No último sábado (27/09), tive a oportunidade de assistir ao espetáculo “O Corpo e o Afeto”, atração da 2ª edição do Sintonia Periférica, edição especial de 18 anos que aconteceu no Centro Cultural Erukerê. Saí de lá com a sensação de ter vivido algo que transcende as palavras: uma explosão de emoção, intensidade e profundidade.

É sempre um desafio escrever sobre aquilo que nos toca na raiz da alma. Esse espetáculo fez isso comigo — abriu espaço para sentimentos guardados, memórias silenciosas e a certeza de que não estamos sozinhos em nossas batalhas internas e diárias, tão difíceis e, ao mesmo tempo, tão comuns quanto simplesmente levantar para trabalhar.

Corpo como templo, afeto como ponte

A peça se desenrola como um encontro entre carne e espírito, entre a dor e o alívio, entre o visível e o invisível. O corpo, em cena, não é apenas físico: ele é um território de luta, resistência e fé. O afeto, por sua vez, surge como fio condutor, como ponte que conecta cada gesto à alma de quem assiste.

Foi impossível não me reconhecer nos movimentos, nas pausas, no silêncio que gritava. A arte, ali, rompeu barreiras invisíveis: sociais, emocionais, espirituais. Ela nos lembrou que cada um de nós carrega uma forma única — e muitas vezes abstrata — de fé, e que aceitá-la é parte fundamental da nossa caminhada.

Cultura como cura e resistência

Mais do que um espetáculo, “O Corpo e o Afeto” foi um ato de resistência cultural. Vivenciar essa experiência dentro do terreiro, no Centro Cultural Erukerê, trouxe um peso simbólico ainda maior: a cultura afro-brasileira pulsando viva, oferecendo cura, ensinando através da sensibilidade e da estética.

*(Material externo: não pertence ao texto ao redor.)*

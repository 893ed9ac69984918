//! Cursor position query.

use std::io::{self, Write};
use std::time::{Duration, Instant};

use tracing::{debug, warn};

use super::error::CursorError;
use super::scanner::{CursorPosition, ReplyScanner, Step};
use super::source::{CancelToken, KeySource};
use crate::escape;
use crate::terminal::Terminal;

/// Longest single wait on the key source, so cancellation is noticed.
const POLL_SLICE: Duration = Duration::from_millis(50);

impl<W: Write> Terminal<W> {
    /// Ask the terminal to report the cursor position (`ESC[6n`).
    pub fn request_cursor_position(&mut self) -> io::Result<()> {
        self.write(escape::REQUEST_CURSOR_POSITION)?;
        self.flush()
    }

    /// Query the cursor position and wait for the terminal's reply.
    ///
    /// Key codes are pulled from `keys` until a complete reply is scanned,
    /// the configured cursor timeout passes, or `cancel` is triggered.
    /// The terminal must already be delivering input unbuffered (raw mode).
    pub fn query_cursor_position<K: KeySource>(
        &mut self,
        keys: &mut K,
        cancel: &CancelToken,
    ) -> Result<CursorPosition, CursorError> {
        let timeout = self.config().cursor_timeout();
        self.request_cursor_position()?;
        debug!(?timeout, "cursor position requested");

        let deadline = Instant::now() + timeout;
        let mut scanner = ReplyScanner::new();

        loop {
            if cancel.is_cancelled() {
                debug!("cursor position query cancelled");
                return Err(CursorError::Cancelled);
            }

            let now = Instant::now();
            if now >= deadline {
                warn!(?timeout, "no cursor position reply");
                return Err(CursorError::Timeout { after: timeout });
            }

            let key = match keys.next_key((deadline - now).min(POLL_SLICE)) {
                Ok(Some(key)) => key,
                Ok(None) => continue,
                Err(e) if e.kind() == io::ErrorKind::UnexpectedEof => {
                    return Err(CursorError::Disconnected);
                }
                Err(e) => return Err(e.into()),
            };

            match scanner.feed(key) {
                Ok(Step::Complete(pos)) => {
                    debug!(row = pos.row, col = pos.col, "cursor position reported");
                    return Ok(pos);
                }
                Ok(Step::Pending) => {}
                Err(e) => {
                    warn!(error = %e, "bad cursor position reply");
                    return Err(e);
                }
            }
        }
    }
}
//! The terminal output handle.
//!
//! [`Terminal`] owns the output sink together with the color state that
//! belongs to it, so every write that changes colors goes through one place.
//! [`SharedTerminal`] wraps it for callers that write from several threads.

use std::io::{self, Write};
use std::sync::{Arc, Mutex, MutexGuard};

use tracing::debug;

use crate::color::{ColorPair, ColorTracker};
use crate::config::Config;
use crate::escape::{self, ClearMode};

/// An output sink plus the color state last written to it.
#[derive(Debug)]
pub struct Terminal<W: Write> {
    out: W,
    colors: ColorTracker,
    config: Config,
}

impl Terminal<io::Stdout> {
    /// Terminal on the process's standard output with default config.
    pub fn stdout() -> Self {
        Self::new(io::stdout())
    }
}

impl<W: Write> Terminal<W> {
    pub fn new(out: W) -> Self {
        Self::with_config(out, Config::default())
    }

    pub fn with_config(out: W, config: Config) -> Self {
        Self {
            out,
            colors: ColorTracker::new(config.bright_background),
            config,
        }
    }

    pub fn config(&self) -> &Config {
        &self.config
    }

    /// The color pair the terminal is believed to be showing.
    pub fn current_color(&self) -> ColorPair {
        self.colors.current()
    }

    pub fn get_ref(&self) -> &W {
        &self.out
    }

    /// Consume the terminal and hand back the sink.
    pub fn into_inner(self) -> W {
        self.out
    }

    fn emit(&mut self, seq: &str) -> io::Result<()> {
        self.out.write_all(seq.as_bytes())
    }

    /// Write `text` verbatim.
    pub fn write(&mut self, text: &str) -> io::Result<()> {
        self.emit(text)
    }

    /// Write raw bytes verbatim.
    pub fn write_bytes(&mut self, bytes: &[u8]) -> io::Result<()> {
        self.out.write_all(bytes)
    }

    pub fn flush(&mut self) -> io::Result<()> {
        self.out.flush()
    }

    // Screen and line clearing

    /// Reset text attributes to the terminal default.
    ///
    /// The tracked color pair is left alone; see [`Terminal::forget_color`].
    pub fn reset(&mut self) -> io::Result<()> {
        self.emit(escape::RESET)
    }

    pub fn clear(&mut self, mode: ClearMode) -> io::Result<()> {
        self.emit(&escape::clear(mode))
    }

    /// Clear the whole screen, then home the cursor.
    ///
    /// Two sequences because not every emulator homes the cursor on `2J`.
    pub fn clear_screen(&mut self) -> io::Result<()> {
        self.clear(ClearMode::All)?;
        self.move_to(1, 1)
    }

    /// Clear the line the cursor is on.
    pub fn clear_line(&mut self) -> io::Result<()> {
        self.clear_line_mode(ClearMode::All)
    }

    pub fn clear_line_mode(&mut self, mode: ClearMode) -> io::Result<()> {
        self.emit(&escape::clear_line(mode))
    }

    // Cursor movement

    /// Put the cursor at 1-based column `x`, row `y`.
    pub fn move_to(&mut self, x: u16, y: u16) -> io::Result<()> {
        self.emit(&escape::move_to(x, y))
    }

    pub fn move_up(&mut self, n: u16) -> io::Result<()> {
        self.emit(&escape::move_up(n))
    }

    pub fn move_down(&mut self, n: u16) -> io::Result<()> {
        self.emit(&escape::move_down(n))
    }

    pub fn move_right(&mut self, n: u16) -> io::Result<()> {
        self.emit(&escape::move_right(n))
    }

    pub fn move_left(&mut self, n: u16) -> io::Result<()> {
        self.emit(&escape::move_left(n))
    }

    /// Save the cursor position. A second save overwrites the first.
    pub fn save_cursor(&mut self) -> io::Result<()> {
        self.emit(escape::SAVE_CURSOR)
    }

    pub fn restore_cursor(&mut self) -> io::Result<()> {
        self.emit(escape::RESTORE_CURSOR)
    }

    /// Move to `(x, y)` and write `text` there. No newline is added.
    pub fn write_at(&mut self, text: &str, x: u16, y: u16) -> io::Result<()> {
        self.move_to(x, y)?;
        self.emit(text)
    }

    // Colors

    /// Select foreground `fg` (0-15) and background `bg` (0-7).
    ///
    /// Nothing is written when the pair is already current. The pair only
    /// becomes current once its sequence has been written, so a failed
    /// write can be retried.
    pub fn set_color(&mut self, fg: u8, bg: u8) -> io::Result<()> {
        let pair = ColorPair::new(fg, bg);
        match self.colors.sequence_for(pair) {
            Some(seq) => {
                self.emit(&seq)?;
                self.colors.commit(pair);
                debug!(fg, bg, "color changed");
                Ok(())
            }
            None => {
                debug!(fg, bg, "color unchanged");
                Ok(())
            }
        }
    }

    /// Select colors, then write `text` verbatim.
    pub fn print_colored(&mut self, fg: u8, bg: u8, text: &str) -> io::Result<()> {
        self.set_color(fg, bg)?;
        self.emit(text)
    }

    /// Mark the default pair as current without writing anything.
    ///
    /// Use after writing color codes that bypassed this terminal.
    pub fn forget_color(&mut self) {
        self.colors.forget();
    }
}

/// A [`Terminal`] behind a mutex, cloneable across threads.
#[derive(Debug)]
pub struct SharedTerminal<W: Write> {
    inner: Arc<Mutex<Terminal<W>>>,
}

impl<W: Write> SharedTerminal<W> {
    pub fn new(terminal: Terminal<W>) -> Self {
        Self {
            inner: Arc::new(Mutex::new(terminal)),
        }
    }

    /// Lock the terminal for a run of writes.
    ///
    /// A lock poisoned by a panicking writer is recovered; the color state
    /// may then be stale, which is the same risk as any bypassing write.
    pub fn lock(&self) -> MutexGuard<'_, Terminal<W>> {
        self.inner.lock().unwrap_or_else(|poisoned| {
            tracing::warn!("recovering from poisoned terminal lock");
            poisoned.into_inner()
        })
    }
}

impl<W: Write> Clone for SharedTerminal<W> {
    fn clone(&self) -> Self {
        Self {
            inner: Arc::clone(&self.inner),
        }
    }
}
//! Development tasks for ansiout.
//!
//! Run with `cargo run -p xtask -- <task>`.

use std::fs;
use std::path::{Path, PathBuf};

use anyhow::{Context, Result};
use clap::{CommandFactory, Parser, Subcommand};

use ansiout::cli::Cli;

#[derive(Debug, Parser)]
#[command(name = "xtask")]
struct Xtask {
    #[command(subcommand)]
    task: Task,
}

#[derive(Debug, Subcommand)]
enum Task {
    /// Generate man pages for ansiout and its subcommands
    Man {
        /// Output directory
        #[arg(long, default_value = "target/man")]
        out: PathBuf,
    },
}

fn generate_man(out: &Path) -> Result<()> {
    fs::create_dir_all(out).with_context(|| format!("Failed to create {}", out.display()))?;

    let cmd = Cli::command();
    clap_mangen::generate_to(cmd, out)
        .with_context(|| format!("Failed to write man pages to {}", out.display()))?;

    println!("Man pages written to {}", out.display());
    Ok(())
}

fn main() -> Result<()> {
    match Xtask::parse().task {
        Task::Man { out } => generate_man(&out),
    }
}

Ali, o palco se transformou em chão sagrado. Cada movimento de dança, cada palavra, cada silêncio ecoava como ensinamento coletivo. A arte reafirmou seu poder de curar, ensinar, libertar e fortalecer.

Saí desse espetáculo com o coração em estado de gratidão. Parabéns ao coletivo Sintonia Periférica por proporcionar esse momento na comunidade. Em tempos de tanta pressa e dureza, criar espaço para mergulhos tão profundos é um presente raro. “O Corpo e o Afeto” não foi apenas uma peça de teatro. Foi um abraço coletivo, uma prece silenciosa, um lembrete de que a arte é uma das maiores forças para nos reconectar à vida.

Gratidão ao Sintonia Periférica

O espetáculo abriu a edição comemorativa de 18 anos do Sintonia Periférica, realizado no Centro Cultural Erukerê, um espaço que pulsa memória, tradição e coletividade. O evento reuniu diferentes linguagens — teatro, música, dança, capoeira, feirinha cultural — reafirmando a potência da cultura periférica como lugar de resistência e encontro.

É uma alegria ainda maior registrar que o Trajeto Aleatório esteve presente não apenas como espectadora, mas também como parte do processo: fomos responsáveis pela direção de arte e produção visual dos cartazes de divulgação que circularam pelo Instagram.


Nosso agradecimento especial vai para Cesar Griot Nagô, produtor que nos convidou e confiou na construção gráfica deste projeto. 🌟

O impacto da PNAB na construção dessa história

É importante lembrar que o Sintonia Periférica pôde acontecer graças aos recursos da Política Nacional Aldir Blanc (PNAB), que fortalece coletivos culturais em todo o Brasil. O Centro Cultural Erukerê, onde vivi essa experiência tão marcante, também é um ponto de cultura reconhecido e apoiado pela PNAB.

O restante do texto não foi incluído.